### Problem to work on
What is needed is each line of the data below that holds the string "JobApplicationRepo".

--- Dataset extract ---

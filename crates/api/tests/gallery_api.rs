//! HTTP-level integration tests for the video and photo galleries.

mod common;

use axum::http::StatusCode;
use common::{body_bytes, body_json, delete, get, patch_empty, post_empty, post_json, put_json, Part};
use serde_json::json;
use sqlx::PgPool;

// ---------------------------------------------------------------------------
// Videos
// ---------------------------------------------------------------------------

#[sqlx::test(migrations = "../../db/migrations")]
async fn youtube_video_gets_derived_thumbnail(pool: PgPool) {
    let app = common::build_test_app(pool);
    let response = post_json(
        app,
        "/api/v1/gallery/videos",
        json!({
            "title": "Annadaan at Hyderabad schools",
            "video_url": "https://www.youtube.com/watch?v=dQw4w9WgXcQ",
            "category": "events"
        }),
    )
    .await;

    assert_eq!(response.status(), StatusCode::CREATED);
    let data = body_json(response).await["data"].clone();
    assert_eq!(
        data["thumbnail_url"],
        "https://img.youtube.com/vi/dQw4w9WgXcQ/hqdefault.jpg"
    );
    assert_eq!(data["views"], 0);
}

#[sqlx::test(migrations = "../../db/migrations")]
async fn relative_video_url_is_rejected(pool: PgPool) {
    let app = common::build_test_app(pool);
    let response = post_json(
        app,
        "/api/v1/gallery/videos",
        json!({"title": "Bad", "video_url": "/videos/local.mp4"}),
    )
    .await;
    assert_eq!(response.status(), StatusCode::BAD_REQUEST);
}

#[sqlx::test(migrations = "../../db/migrations")]
async fn malformed_video_url_is_rejected(pool: PgPool) {
    for url in ["https://not a url", "https://?x"] {
        let app = common::build_test_app(pool.clone());
        let response = post_json(
            app,
            "/api/v1/gallery/videos",
            json!({"title": "Bad", "video_url": url}),
        )
        .await;
        assert_eq!(response.status(), StatusCode::BAD_REQUEST, "{url}");
    }
}

#[sqlx::test(migrations = "../../db/migrations")]
async fn youtube_subdomain_with_port_gets_thumbnail(pool: PgPool) {
    let video = common::create(
        &pool,
        "/api/v1/gallery/videos",
        json!({
            "title": "Kirtan evening",
            "video_url": "https://music.youtube.com:443/watch?v=dQw4w9WgXcQ"
        }),
    )
    .await;
    assert_eq!(
        video["thumbnail_url"],
        "https://img.youtube.com/vi/dQw4w9WgXcQ/hqdefault.jpg"
    );
}

#[sqlx::test(migrations = "../../db/migrations")]
async fn video_views_toggle_and_update(pool: PgPool) {
    let video = common::create(
        &pool,
        "/api/v1/gallery/videos",
        json!({"title": "Festival", "video_url": "https://vimeo.com/12345"}),
    )
    .await;
    let id = video["id"].as_i64().unwrap();
    assert!(video["thumbnail_url"].is_null());

    for _ in 0..2 {
        let app = common::build_test_app(pool.clone());
        post_empty(app, &format!("/api/v1/gallery/videos/{id}/view")).await;
    }

    let app = common::build_test_app(pool.clone());
    let json = body_json(get(app, &format!("/api/v1/gallery/videos/{id}")).await).await;
    assert_eq!(json["data"]["views"], 2);

    let app = common::build_test_app(pool.clone());
    let response = put_json(
        app,
        &format!("/api/v1/gallery/videos/{id}"),
        json!({"video_url": "https://youtu.be/abcdefghijk"}),
    )
    .await;
    assert_eq!(
        body_json(response).await["data"]["thumbnail_url"],
        "https://img.youtube.com/vi/abcdefghijk/hqdefault.jpg"
    );

    let app = common::build_test_app(pool.clone());
    patch_empty(app, &format!("/api/v1/gallery/videos/{id}/toggle-active")).await;
    let app = common::build_test_app(pool.clone());
    let json = body_json(get(app, "/api/v1/gallery/videos?active_only=true").await).await;
    assert_eq!(json["total"], 0);

    let app = common::build_test_app(pool);
    let response = delete(app, &format!("/api/v1/gallery/videos/{id}")).await;
    assert_eq!(response.status(), StatusCode::NO_CONTENT);
}

// ---------------------------------------------------------------------------
// Photos
// ---------------------------------------------------------------------------

#[sqlx::test(migrations = "../../db/migrations")]
async fn photo_upload_stores_and_serves_file(pool: PgPool) {
    let config = common::test_config();
    let png = common::png_bytes(4, 3);

    let app = common::build_test_app_with_config(pool.clone(), config.clone());
    let response = common::post_multipart(
        app,
        "/api/v1/gallery/photos",
        &[
            Part::Text("title", "Classroom"),
            Part::Text("category", "schools"),
            Part::Text("display_order", "2"),
            Part::File {
                name: "file",
                filename: "classroom.png",
                content_type: "image/png",
                data: &png,
            },
        ],
    )
    .await;

    assert_eq!(response.status(), StatusCode::CREATED);
    let data = body_json(response).await["data"].clone();
    assert_eq!(data["title"], "Classroom");
    assert_eq!(data["width"], 4);
    assert_eq!(data["height"], 3);
    assert_eq!(data["display_order"], 2);
    assert_eq!(data["original_filename"], "classroom.png");
    assert_eq!(data["file_size_bytes"], png.len() as i64);

    let file_path = data["file_path"].as_str().unwrap().to_string();
    assert!(file_path.starts_with("images/"));
    assert!(file_path.ends_with(".png"));
    assert!(common::upload_path(&config, &file_path).exists());

    let app = common::build_test_app_with_config(pool, config);
    let response = get(app, &format!("/uploads/{file_path}")).await;
    assert_eq!(response.status(), StatusCode::OK);
    assert_eq!(body_bytes(response).await, png);
}

#[sqlx::test(migrations = "../../db/migrations")]
async fn photo_upload_rejects_bad_files(pool: PgPool) {
    let app = common::build_test_app(pool.clone());
    let response = common::post_multipart(
        app,
        "/api/v1/gallery/photos",
        &[
            Part::Text("title", "Not an image"),
            Part::File {
                name: "file",
                filename: "fake.png",
                content_type: "image/png",
                data: b"definitely not a png",
            },
        ],
    )
    .await;
    assert_eq!(response.status(), StatusCode::BAD_REQUEST);

    let app = common::build_test_app(pool.clone());
    let response = common::post_multipart(
        app,
        "/api/v1/gallery/photos",
        &[
            Part::Text("title", "Script"),
            Part::File {
                name: "file",
                filename: "run.exe",
                content_type: "application/octet-stream",
                data: b"MZ",
            },
        ],
    )
    .await;
    assert_eq!(response.status(), StatusCode::BAD_REQUEST);

    let app = common::build_test_app(pool);
    let response = common::post_multipart(
        app,
        "/api/v1/gallery/photos",
        &[Part::Text("title", "No file")],
    )
    .await;
    assert_eq!(response.status(), StatusCode::BAD_REQUEST);
}

#[sqlx::test(migrations = "../../db/migrations")]
async fn photo_delete_removes_file(pool: PgPool) {
    let config = common::test_config();
    let png = common::png_bytes(2, 2);

    let app = common::build_test_app_with_config(pool.clone(), config.clone());
    let response = common::post_multipart(
        app,
        "/api/v1/gallery/photos",
        &[
            Part::Text("title", "Temporary"),
            Part::File {
                name: "file",
                filename: "temp.png",
                content_type: "image/png",
                data: &png,
            },
        ],
    )
    .await;
    let data = body_json(response).await["data"].clone();
    let id = data["id"].as_i64().unwrap();
    let stored = common::upload_path(&config, data["file_path"].as_str().unwrap());
    assert!(stored.exists());

    let app = common::build_test_app_with_config(pool.clone(), config.clone());
    let response = put_json(
        app,
        &format!("/api/v1/gallery/photos/{id}"),
        json!({"description": "Updated caption"}),
    )
    .await;
    assert_eq!(body_json(response).await["data"]["description"], "Updated caption");

    let app = common::build_test_app_with_config(pool.clone(), config.clone());
    let response = delete(app, &format!("/api/v1/gallery/photos/{id}")).await;
    assert_eq!(response.status(), StatusCode::NO_CONTENT);
    assert!(!stored.exists());

    let app = common::build_test_app_with_config(pool, config);
    let response = get(app, &format!("/api/v1/gallery/photos/{id}")).await;
    assert_eq!(response.status(), StatusCode::NOT_FOUND);
}
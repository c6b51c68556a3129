//! PostgreSQL access layer: pool setup, embedded migrations, row models and
//! repositories.

use sqlx::postgres::PgPoolOptions;

pub mod models;
pub mod repositories;

pub type DbPool = sqlx::PgPool;

/// Create a connection pool from a database URL.
pub async fn create_pool(database_url: &str) -> Result<DbPool, sqlx::Error> {
    PgPoolOptions::new()
        .max_connections(20)
        .connect(database_url)
        .await
}

/// Round-trip a trivial query to confirm the database is reachable.
pub async fn health_check(pool: &DbPool) -> Result<(), sqlx::Error> {
    sqlx::query("SELECT 1").execute(pool).await?;
    Ok(())
}

/// Apply any pending migrations embedded at compile time.
pub async fn run_migrations(pool: &DbPool) -> Result<(), sqlx::migrate::MigrateError> {
    tracing::debug!("Running embedded migrations");
    sqlx::migrate!("../../db/migrations").run(pool).await
}
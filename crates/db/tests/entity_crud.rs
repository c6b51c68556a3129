//! Integration tests for repository CRUD across the content collections.

use assert_matches::assert_matches;
use hkv_core::forms::FormField;
use hkv_core::grocery::{compute_totals, KitSelection};
use hkv_db::models::campaign::{CampaignListParams, CreateCampaign, UpdateCampaign};
use hkv_db::models::careers::{CreateJobApplication, CreateJobOpening, JobListParams};
use hkv_db::models::donor_wall::{CreateDonorWallEntry, DonorWallListParams, UpdateDonorWallEntry};
use hkv_db::models::form::{CreateForm, UpdateForm};
use hkv_db::models::gallery::{CreateGalleryPhoto, CreateGalleryVideo, GalleryListParams};
use hkv_db::models::grocery::{CreateGroceryDonation, CreateGroceryItem};
use hkv_db::repositories::{
    CampaignRepo, DashboardRepo, DonorWallRepo, FormRepo, FormSubmissionRepo, GalleryPhotoRepo,
    GalleryVideoRepo, GroceryDonationRepo, GroceryItemRepo, JobApplicationRepo, JobOpeningRepo,
};
use sqlx::PgPool;

// ---------------------------------------------------------------------------
// Helpers
// ---------------------------------------------------------------------------

fn new_campaign(title: &str, category: Option<&str>) -> CreateCampaign {
    CreateCampaign {
        title: title.to_string(),
        slug: None,
        description: None,
        category: category.map(str::to_string),
        goal_amount: 50_000.0,
        deadline: None,
        donation_options: None,
        image_path: None,
        is_active: None,
    }
}

fn new_wall_entry(name: &str, amount: f64) -> CreateDonorWallEntry {
    CreateDonorWallEntry {
        donor_name: name.to_string(),
        amount,
        message: None,
        location: None,
        is_visible: None,
        display_order: None,
        donated_on: None,
    }
}

fn new_grocery_item(name: &str, unit_price: f64) -> CreateGroceryItem {
    CreateGroceryItem {
        name: name.to_string(),
        unit: "kg".to_string(),
        unit_price,
        description: None,
        image_path: None,
        is_active: None,
        sort_order: None,
    }
}

fn text_field(name: &str) -> FormField {
    serde_json::from_value(serde_json::json!({
        "name": name,
        "label": name,
        "type": "text",
    }))
    .unwrap()
}

// ---------------------------------------------------------------------------
// Campaigns
// ---------------------------------------------------------------------------

#[sqlx::test(migrations = "../../db/migrations")]
async fn test_campaign_defaults_and_partial_update(pool: PgPool) {
    let created = CampaignRepo::create(&pool, &new_campaign("Annadan", None), "annadan")
        .await
        .unwrap();
    assert!(created.is_active);
    assert_eq!(created.raised_amount, 0.0);
    assert_eq!(created.donor_count, 0);
    assert!(created.donation_options.is_empty());

    let update = UpdateCampaign {
        goal_amount: Some(75_000.0),
        ..Default::default()
    };
    let updated = CampaignRepo::update(&pool, created.id, &update, None)
        .await
        .unwrap()
        .unwrap();
    assert_eq!(updated.goal_amount, 75_000.0);
    assert_eq!(updated.title, "Annadan");
    assert_eq!(updated.slug, "annadan");
    assert!(updated.updated_at >= created.updated_at);

    let missing = CampaignRepo::update(&pool, 999_999, &update, None).await.unwrap();
    assert!(missing.is_none());
}

#[sqlx::test(migrations = "../../db/migrations")]
async fn test_campaign_slug_is_unique(pool: PgPool) {
    CampaignRepo::create(&pool, &new_campaign("One", None), "same-slug")
        .await
        .unwrap();
    let err = CampaignRepo::create(&pool, &new_campaign("Two", None), "same-slug")
        .await
        .unwrap_err();

    assert_matches!(&err, sqlx::Error::Database(db) if db.constraint() == Some("uq_campaigns_slug"));
}

#[sqlx::test(migrations = "../../db/migrations")]
async fn test_campaign_filters_and_toggle(pool: PgPool) {
    let a = CampaignRepo::create(&pool, &new_campaign("A", Some("food")), "a")
        .await
        .unwrap();
    CampaignRepo::create(&pool, &new_campaign("B", Some("education")), "b")
        .await
        .unwrap();

    let toggled = CampaignRepo::toggle_active(&pool, a.id).await.unwrap().unwrap();
    assert!(!toggled.is_active);

    let active = CampaignListParams {
        active_only: true,
        ..Default::default()
    };
    assert_eq!(CampaignRepo::count(&pool, &active).await.unwrap(), 1);

    let food = CampaignListParams {
        category: Some("food".to_string()),
        ..Default::default()
    };
    let listed = CampaignRepo::list(&pool, &food).await.unwrap();
    assert_eq!(listed.len(), 1);
    assert_eq!(listed[0].id, a.id);

    let by_slug = CampaignRepo::find_by_slug(&pool, "b").await.unwrap().unwrap();
    assert_eq!(by_slug.title, "B");
}

#[sqlx::test(migrations = "../../db/migrations")]
async fn test_list_limit_is_clamped(pool: PgPool) {
    for i in 0..3 {
        CampaignRepo::create(&pool, &new_campaign("C", None), &format!("c-{i}"))
            .await
            .unwrap();
    }

    let zero = CampaignListParams {
        limit: Some(0),
        offset: Some(-5),
        ..Default::default()
    };
    assert_eq!(CampaignRepo::list(&pool, &zero).await.unwrap().len(), 1);
}

// ---------------------------------------------------------------------------
// Donor wall
// ---------------------------------------------------------------------------

#[sqlx::test(migrations = "../../db/migrations")]
async fn test_donor_wall_tier_is_derived(pool: PgPool) {
    let entry = DonorWallRepo::create(&pool, &new_wall_entry("Radha", 50_000.0))
        .await
        .unwrap();
    assert_eq!(entry.tier, "gold");

    let update = UpdateDonorWallEntry {
        amount: Some(9_999.0),
        ..Default::default()
    };
    let updated = DonorWallRepo::update(&pool, entry.id, &update)
        .await
        .unwrap()
        .unwrap();
    assert_eq!(updated.tier, "supporter");

    let untouched = DonorWallRepo::update(
        &pool,
        entry.id,
        &UpdateDonorWallEntry {
            location: Some("Vrindavan".to_string()),
            ..Default::default()
        },
    )
    .await
    .unwrap()
    .unwrap();
    assert_eq!(untouched.tier, "supporter");
    assert_eq!(untouched.location.as_deref(), Some("Vrindavan"));
}

#[sqlx::test(migrations = "../../db/migrations")]
async fn test_donor_wall_visibility(pool: PgPool) {
    let hidden = DonorWallRepo::create(&pool, &new_wall_entry("Hidden", 100.0))
        .await
        .unwrap();
    DonorWallRepo::create(&pool, &new_wall_entry("Shown", 200_000.0))
        .await
        .unwrap();

    DonorWallRepo::toggle_visibility(&pool, hidden.id)
        .await
        .unwrap()
        .unwrap();

    let visible = DonorWallRepo::list_visible(&pool).await.unwrap();
    assert_eq!(visible.len(), 1);
    assert_eq!(visible[0].tier, "platinum");

    let params = DonorWallListParams {
        tier: Some("supporter".to_string()),
        ..Default::default()
    };
    assert_eq!(DonorWallRepo::count(&pool, &params).await.unwrap(), 1);
}

// ---------------------------------------------------------------------------
// Grocery
// ---------------------------------------------------------------------------

#[sqlx::test(migrations = "../../db/migrations")]
async fn test_grocery_checkout_stores_priced_lines(pool: PgPool) {
    let rice = GroceryItemRepo::create(&pool, &new_grocery_item("Rice", 60.0))
        .await
        .unwrap();
    let dal = GroceryItemRepo::create(&pool, &new_grocery_item("Toor Dal", 140.0))
        .await
        .unwrap();

    let selection = vec![
        KitSelection {
            item_id: rice.id,
            quantity: 5,
        },
        KitSelection {
            item_id: dal.id,
            quantity: 2,
        },
    ];
    let catalogue: Vec<_> = GroceryItemRepo::find_active_by_ids(&pool, &[rice.id, dal.id])
        .await
        .unwrap()
        .iter()
        .map(|item| item.priced())
        .collect();
    let totals = compute_totals(&selection, &catalogue, 0.0).unwrap();

    let input = CreateGroceryDonation {
        donor_name: "Madhav".to_string(),
        donor_email: "madhav@example.org".to_string(),
        donor_phone: None,
        items: selection,
        gateway_order_id: None,
        notes: None,
    };
    let donation = GroceryDonationRepo::create(&pool, &input, &totals)
        .await
        .unwrap();

    assert_eq!(donation.payment_status, "pending");
    assert_eq!(donation.items.0.len(), 2);
    assert_eq!(donation.items.0[0].name, "Rice");
    assert_eq!(donation.subtotal, 580.0);
    assert_eq!(donation.total, 580.0);
}

#[sqlx::test(migrations = "../../db/migrations")]
async fn test_inactive_items_are_not_priced(pool: PgPool) {
    let mut input = new_grocery_item("Ghee", 600.0);
    input.is_active = Some(false);
    let ghee = GroceryItemRepo::create(&pool, &input).await.unwrap();

    let found = GroceryItemRepo::find_active_by_ids(&pool, &[ghee.id])
        .await
        .unwrap();
    assert!(found.is_empty());
    assert_eq!(GroceryItemRepo::list(&pool, true).await.unwrap().len(), 0);
    assert_eq!(GroceryItemRepo::list(&pool, false).await.unwrap().len(), 1);
}

// ---------------------------------------------------------------------------
// Gallery
// ---------------------------------------------------------------------------

#[sqlx::test(migrations = "../../db/migrations")]
async fn test_video_views_increment(pool: PgPool) {
    let input = CreateGalleryVideo {
        title: "Janmashtami".to_string(),
        description: None,
        video_url: "https://youtu.be/dQw4w9WgXcQ".to_string(),
        thumbnail_url: None,
        category: Some("festivals".to_string()),
        is_active: None,
        display_order: None,
    };
    let video = GalleryVideoRepo::create(&pool, &input, None).await.unwrap();
    assert_eq!(video.views, 0);

    GalleryVideoRepo::increment_views(&pool, video.id).await.unwrap();
    let viewed = GalleryVideoRepo::increment_views(&pool, video.id)
        .await
        .unwrap()
        .unwrap();
    assert_eq!(viewed.views, 2);

    let params = GalleryListParams {
        category: Some("festivals".to_string()),
        ..Default::default()
    };
    assert_eq!(GalleryVideoRepo::count(&pool, &params).await.unwrap(), 1);
}

#[sqlx::test(migrations = "../../db/migrations")]
async fn test_photo_delete_returns_row(pool: PgPool) {
    let input = CreateGalleryPhoto {
        title: "Deity darshan".to_string(),
        description: None,
        category: None,
        file_path: "images/abc.jpg".to_string(),
        original_filename: Some("darshan.jpg".to_string()),
        file_size_bytes: 1024,
        width: Some(800),
        height: Some(600),
        is_active: None,
        display_order: None,
    };
    let photo = GalleryPhotoRepo::create(&pool, &input).await.unwrap();

    let removed = GalleryPhotoRepo::delete(&pool, photo.id).await.unwrap().unwrap();
    assert_eq!(removed.file_path, "images/abc.jpg");
    assert!(GalleryPhotoRepo::delete(&pool, photo.id).await.unwrap().is_none());
}

// ---------------------------------------------------------------------------
// Forms
// ---------------------------------------------------------------------------

#[sqlx::test(migrations = "../../db/migrations")]
async fn test_form_fields_round_trip_and_cascade(pool: PgPool) {
    let input = CreateForm {
        name: "Volunteer".to_string(),
        slug: None,
        description: None,
        fields: vec![text_field("full_name"), text_field("city")],
        submit_label: None,
        success_message: None,
        is_active: None,
    };
    let form = FormRepo::create(&pool, &input, "volunteer").await.unwrap();
    assert_eq!(form.fields.0.len(), 2);
    assert_eq!(form.fields.0[1].name, "city");

    let updated = FormRepo::update(
        &pool,
        form.id,
        &UpdateForm {
            fields: Some(vec![text_field("email")]),
            ..Default::default()
        },
        None,
    )
    .await
    .unwrap()
    .unwrap();
    assert_eq!(updated.fields.0.len(), 1);
    assert_eq!(updated.name, "Volunteer");

    let mut values = serde_json::Map::new();
    values.insert("email".into(), serde_json::json!("a@b.org"));
    let submission = FormSubmissionRepo::create(&pool, form.id, &values)
        .await
        .unwrap();
    assert_eq!(submission.data["email"], "a@b.org");
    assert_eq!(FormSubmissionRepo::count_by_form(&pool, form.id).await.unwrap(), 1);

    // A submission is only reachable through its own form.
    assert!(FormSubmissionRepo::find_by_id(&pool, form.id + 1, submission.id)
        .await
        .unwrap()
        .is_none());

    assert!(FormRepo::delete(&pool, form.id).await.unwrap());
    let (remaining,): (i64,) = sqlx::query_as("SELECT COUNT(*) FROM form_submissions")
        .fetch_one(&pool)
        .await
        .unwrap();
    assert_eq!(remaining, 0);
}

// ---------------------------------------------------------------------------
// Careers
// ---------------------------------------------------------------------------

#[sqlx::test(migrations = "../../db/migrations")]
async fn test_job_applications_follow_job(pool: PgPool) {
    let job = JobOpeningRepo::create(
        &pool,
        &CreateJobOpening {
            title: "Teacher".to_string(),
            department: Some("Education".to_string()),
            location: None,
            employment_type: None,
            description: None,
            requirements: Some(vec!["B.Ed".to_string()]),
            closes_on: None,
            is_active: None,
        },
    )
    .await
    .unwrap();
    assert_eq!(job.employment_type, "full_time");
    assert_eq!(job.requirements, vec!["B.Ed".to_string()]);

    let application = JobApplicationRepo::create(
        &pool,
        job.id,
        &CreateJobApplication {
            applicant_name: "Lalita".to_string(),
            email: "lalita@example.org".to_string(),
            phone: None,
            cover_letter: None,
            resume_path: Some("documents/cv.pdf".to_string()),
        },
    )
    .await
    .unwrap();
    assert_eq!(application.status, "received");

    let reviewed = JobApplicationRepo::update_status(&pool, application.id, "shortlisted")
        .await
        .unwrap()
        .unwrap();
    assert_eq!(reviewed.status, "shortlisted");

    let filtered = JobOpeningRepo::list(
        &pool,
        &JobListParams {
            active_only: true,
            department: Some("Education".to_string()),
        },
    )
    .await
    .unwrap();
    assert_eq!(filtered.len(), 1);

    assert!(JobOpeningRepo::delete(&pool, job.id).await.unwrap());
    assert!(JobApplicationRepo::find_by_id(&pool, application.id)
        .await
        .unwrap()
        .is_none());
}

// ---------------------------------------------------------------------------
// Dashboard
// ---------------------------------------------------------------------------

#[sqlx::test(migrations = "../../db/migrations")]
async fn test_dashboard_summary_counts(pool: PgPool) {
    CampaignRepo::create(&pool, &new_campaign("Dash", None), "dash")
        .await
        .unwrap();
    DonorWallRepo::create(&pool, &new_wall_entry("Wall", 10.0))
        .await
        .unwrap();

    let summary = DashboardRepo::summary(&pool).await.unwrap();
    assert_eq!(summary.campaigns_total, 1);
    assert_eq!(summary.campaigns_active, 1);
    assert_eq!(summary.donor_wall_entries, 1);
    assert_eq!(summary.donations_total, 0);
    assert_eq!(summary.amount_raised, 0.0);
}
//! Job openings and applications.

use chrono::NaiveDate;
use hkv_core::types::{DbId, Timestamp};
use serde::{Deserialize, Serialize};
use sqlx::FromRow;
use validator::Validate;

/// A row from the `job_openings` table.
#[derive(Debug, Clone, FromRow, Serialize)]
pub struct JobOpening {
    pub id: DbId,
    pub title: String,
    pub department: Option<String>,
    pub location: Option<String>,
    pub employment_type: String,
    pub description: Option<String>,
    pub requirements: Vec<String>,
    pub closes_on: Option<NaiveDate>,
    pub is_active: bool,
    pub created_at: Timestamp,
    pub updated_at: Timestamp,
}

/// DTO for posting a job opening.
#[derive(Debug, Clone, Deserialize, Validate)]
pub struct CreateJobOpening {
    #[validate(length(min = 1, max = 200))]
    pub title: String,
    #[validate(length(max = 100))]
    pub department: Option<String>,
    #[validate(length(max = 200))]
    pub location: Option<String>,
    /// Defaults to `full_time`.
    pub employment_type: Option<String>,
    pub description: Option<String>,
    pub requirements: Option<Vec<String>>,
    pub closes_on: Option<NaiveDate>,
    pub is_active: Option<bool>,
}

/// DTO for updating a job opening. All fields are optional.
#[derive(Debug, Clone, Default, Deserialize, Validate)]
pub struct UpdateJobOpening {
    #[validate(length(min = 1, max = 200))]
    pub title: Option<String>,
    #[validate(length(max = 100))]
    pub department: Option<String>,
    #[validate(length(max = 200))]
    pub location: Option<String>,
    pub employment_type: Option<String>,
    pub description: Option<String>,
    pub requirements: Option<Vec<String>>,
    pub closes_on: Option<NaiveDate>,
    pub is_active: Option<bool>,
}

/// Filters for listing job openings.
#[derive(Debug, Clone, Default, Deserialize)]
pub struct JobListParams {
    #[serde(default)]
    pub active_only: bool,
    pub department: Option<String>,
}

/// A row from the `job_applications` table.
#[derive(Debug, Clone, FromRow, Serialize)]
pub struct JobApplication {
    pub id: DbId,
    pub job_id: DbId,
    pub applicant_name: String,
    pub email: String,
    pub phone: Option<String>,
    pub cover_letter: Option<String>,
    /// Path relative to the upload directory, served under `/uploads`.
    pub resume_path: Option<String>,
    pub status: String,
    pub created_at: Timestamp,
    pub updated_at: Timestamp,
}

/// DTO for an application. Built by the upload handler from the multipart
/// form; `resume_path` points at the stored file.
#[derive(Debug, Clone, Deserialize, Validate)]
pub struct CreateJobApplication {
    #[validate(length(min = 1, max = 200))]
    pub applicant_name: String,
    #[validate(email)]
    pub email: String,
    #[validate(length(max = 20))]
    pub phone: Option<String>,
    #[validate(length(max = 5000))]
    pub cover_letter: Option<String>,
    pub resume_path: Option<String>,
}

/// Body of `PATCH /careers/applications/{id}/status`.
#[derive(Debug, Clone, Deserialize)]
pub struct UpdateApplicationStatus {
    pub status: String,
}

---

### Answer for the task
    GalleryVideoRepo, GroceryDonationRepo, GroceryItemRepo, JobApplicationRepo, JobOpeningRepo,
    let application = JobApplicationRepo::create(
    let reviewed = JobApplicationRepo::update_status(&pool, application.id, "shortlisted")
    assert!(JobApplicationRepo::find_by_id(&pool, application.id)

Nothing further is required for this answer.